22:00
「夏!」
人が少なくなった駅のベンチに座って待っている俺に永海が駆け寄りながら声をかけてくれる。
夏「今日、晴れてよかったね。」
俺は立ち上がり、少し重い足を1歩ずつ確実に踏み出して永海に歩み寄る。
永海「そうだね!…その袋は?」
と、永海は俺の手に持っていた買い物袋を指した。
夏「お菓子とか飲み物買っといた。」
永海「え!ありがとう…。一緒に買うんだと思ってたからびっくり。」
夏「早く流星群見たくて。」
永海「そうだね!じゃあ行こっか。」
お菓子も飲み物も買ったけれど、俺が1番買いたかったのは紙コップと水。
今日の朝にマサキさんが教えてくれた願い事の叶え方を実践するためだ。
俺は1度だけ見たことがある道を歩き、永海に連れられた場所は向日葵ヶ丘という少し町から離れた丘にある広い公園で今日は流星群が見れるということもあってまばらに人がいた。
その中で永海はとっておきの場所と言って、公園の中の林をくぐりついた先にあった永海の住んでる町と、これまで生まれた人の数分もありそうな無数の星が見える天も地も光輝く万華鏡のような場所に連れてきてくれた。
夏「…すごい。この間来た時なんで教えてくれなかったの?」
永海「私が1人で星を楽しみたい時に使う場所だから勝には知られたくなかったんだ。」
と、永海は優しく笑いながら言う。
夏「…俺、来てよかったの?」
永海「一緒に来たかったの。」
そう言って永海はカバンにしまっていた新品のレジャーシートを敷いてくれる。
夏「持ってきてくれたんだ。」
永海「うん。朝活じゃないけどいいよね?」
夏「うん。使ってくれて嬉しい。」
俺は夏夜の愛しいものを撫でるような優しい風で飛ばされないように買い物袋と靴を端に置き、桜の花びらの上にいるような淡い薄紅色のレジャーシートに座らせてもらう。

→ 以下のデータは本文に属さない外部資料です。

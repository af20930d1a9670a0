//! Result caching for repeated diffs.
//!
//! A report depends only on the bytes of both input files, the schema
//! generation and the options. [`DiffCacheKey`] hashes exactly those, so a
//! fleet where many nodes compile to identical catalogs computes each
//! distinct pair once.

use crate::diff::DiffReport;
use crate::diff::DiffOptions;
use crate::error::{CatalogDiffError, Result};
use crate::model::SchemaGeneration;
use crate::utils::content_hash;
use std::collections::hash_map::DefaultHasher;
use std::collections::HashMap;
use std::hash::{Hash, Hasher};
use std::path::Path;
use std::sync::{Arc, PoisonError, RwLock};
use std::time::{Duration, Instant};

// ============================================================================
// Cache Key
// ============================================================================

/// Key for diff cache lookup.
#[derive(Debug, Clone, PartialEq, Eq, Hash)]
pub struct DiffCacheKey {
    /// Hash of the old catalog file
    pub old_hash: u64,
    /// Hash of the new catalog file
    pub new_hash: u64,
    /// Hash of schema generation and options
    pub options_hash: u64,
}

impl DiffCacheKey {
    /// Build a key from file contents already in memory.
    #[must_use]
    pub fn from_bytes(
        old: &[u8],
        new: &[u8],
        schema: SchemaGeneration,
        options: &DiffOptions,
    ) -> Self {
        let mut hasher = DefaultHasher::new();
        schema.hash(&mut hasher);
        options.hash(&mut hasher);
        Self {
            old_hash: content_hash(old),
            new_hash: content_hash(new),
            options_hash: hasher.finish(),
        }
    }

    /// Build a key by reading both files.
    pub fn from_files(
        old: &Path,
        new: &Path,
        schema: SchemaGeneration,
        options: &DiffOptions,
    ) -> Result<Self> {
        let old_bytes = std::fs::read(old).map_err(|e| CatalogDiffError::io(old, e))?;
        let new_bytes = std::fs::read(new).map_err(|e| CatalogDiffError::io(new, e))?;
        Ok(Self::from_bytes(&old_bytes, &new_bytes, schema, options))
    }
}

// ============================================================================
// Cached Entry
// ============================================================================

/// A cached report with metadata.
#[derive(Debug, Clone)]
struct CachedReport {
    report: Arc<DiffReport>,
    computed_at: Instant,
}

impl CachedReport {
    fn is_valid(&self, ttl: Duration) -> bool {
        self.computed_at.elapsed() < ttl
    }

    fn age(&self) -> Duration {
        self.computed_at.elapsed()
    }
}

// ============================================================================
// Diff Cache
// ============================================================================

/// Configuration for the diff cache.
#[derive(Debug, Clone)]
pub struct DiffCacheConfig {
    /// Maximum number of entries to cache
    pub max_entries: usize,
    /// Time-to-live for cache entries
    pub ttl: Duration,
}

impl Default for DiffCacheConfig {
    fn default() -> Self {
        Self {
            max_entries: 1000,
            ttl: Duration::from_secs(3600),
        }
    }
}

/// Statistics for cache performance.
#[derive(Debug, Clone, Default)]
pub struct CacheStats {
    /// Total cache lookups
    pub lookups: u64,
    /// Cache hits
    pub hits: u64,
    /// Cache misses
    pub misses: u64,
    /// Entries evicted
    pub evictions: u64,
}

impl CacheStats {
    /// Get the cache hit rate.
    #[must_use]
    pub fn hit_rate(&self) -> f64 {
        if self.lookups == 0 {
            0.0
        } else {
            self.hits as f64 / self.lookups as f64
        }
    }
}

/// Thread-safe cache of diff reports.
pub struct DiffCache {
    cache: RwLock<HashMap<DiffCacheKey, CachedReport>>,
    config: DiffCacheConfig,
    stats: RwLock<CacheStats>,
}

impl DiffCache {
    /// Create a new diff cache with default configuration.
    #[must_use]
    pub fn new() -> Self {
        Self::with_config(DiffCacheConfig::default())
    }

    /// Create a new diff cache with custom configuration.
    #[must_use]
    pub fn with_config(config: DiffCacheConfig) -> Self {
        Self {
            cache: RwLock::new(HashMap::new()),
            config,
            stats: RwLock::new(CacheStats::default()),
        }
    }

    /// Look up a cached report.
    ///
    /// Returns `Some` if an entry exists and has not expired.
    pub fn get(&self, key: &DiffCacheKey) -> Option<Arc<DiffReport>> {
        let result = {
            let cache = self.cache.read().unwrap_or_else(PoisonError::into_inner);
            cache.get(key).and_then(|entry| {
                entry
                    .is_valid(self.config.ttl)
                    .then(|| Arc::clone(&entry.report))
            })
        };

        let mut stats = self.stats.write().unwrap_or_else(PoisonError::into_inner);
        stats.lookups += 1;
        if result.is_some() {
            stats.hits += 1;
        } else {
            stats.misses += 1;
        }
        result
    }

    /// Store a report, evicting the oldest entries when full.
    pub fn put(&self, key: DiffCacheKey, report: Arc<DiffReport>) {
        if self.config.max_entries == 0 {
            return;
        }
        let mut cache = self.cache.write().unwrap_or_else(PoisonError::into_inner);

        while cache.len() >= self.config.max_entries && !cache.contains_key(&key) {
            let Some(oldest_key) = Self::find_oldest_entry(&cache) else {
                break;
            };
            cache.remove(&oldest_key);
            self.stats
                .write()
                .unwrap_or_else(PoisonError::into_inner)
                .evictions += 1;
        }

        cache.insert(
            key,
            CachedReport {
                report,
                computed_at: Instant::now(),
            },
        );
    }

    /// Return the cached report for `key`, computing and storing it on a miss.
    ///
    /// Errors are not cached.
    pub fn get_or_compute<F>(&self, key: DiffCacheKey, compute: F) -> Result<Arc<DiffReport>>
    where
        F: FnOnce() -> Result<DiffReport>,
    {
        if let Some(report) = self.get(&key) {
            return Ok(report);
        }
        let report = Arc::new(compute()?);
        self.put(key, Arc::clone(&report));
        Ok(report)
    }

    fn find_oldest_entry(cache: &HashMap<DiffCacheKey, CachedReport>) -> Option<DiffCacheKey> {
        cache
            .iter()
            .max_by_key(|(_, entry)| entry.age())
            .map(|(key, _)| key.clone())
    }

    /// Get cache statistics.
    pub fn stats(&self) -> CacheStats {
        self.stats
            .read()
            .unwrap_or_else(PoisonError::into_inner)
            .clone()
    }

    /// Clear all cached entries.
    pub fn clear(&self) {
        self.cache
            .write()
            .unwrap_or_else(PoisonError::into_inner)
            .clear();
    }

    /// Get the number of cached entries.
    pub fn len(&self) -> usize {
        self.cache
            .read()
            .unwrap_or_else(PoisonError::into_inner)
            .len()
    }

    /// Check if the cache is empty.
    pub fn is_empty(&self) -> bool {
        self.len() == 0
    }
}

impl Default for DiffCache {
    fn default() -> Self {
        Self::new()
    }
}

永海「雲ひとつない晴天。このまま寝なければ絶対見れるね。」
と、永海は嬉しそうに俺の隣に座り、空を見上げる。
夏「本当に晴れ女なんだね。尊敬する。」
永海「たまたまだよ。天気の神さまありがとう!」
永海は手を合わせて空にいるであろう天気の神さまにお礼を言う。
すると、それに答えるように1つ星が流れたのが見えた。
それを見て永海は嬉しそうに笑う。
…本当、素直でまっすぐで優しくて一緒にいると落ち着くんだ。
その目に映る全てがいつも色鮮やかに光輝いてるんじゃないかなと思うほど、君の瞳は綺麗なんだ。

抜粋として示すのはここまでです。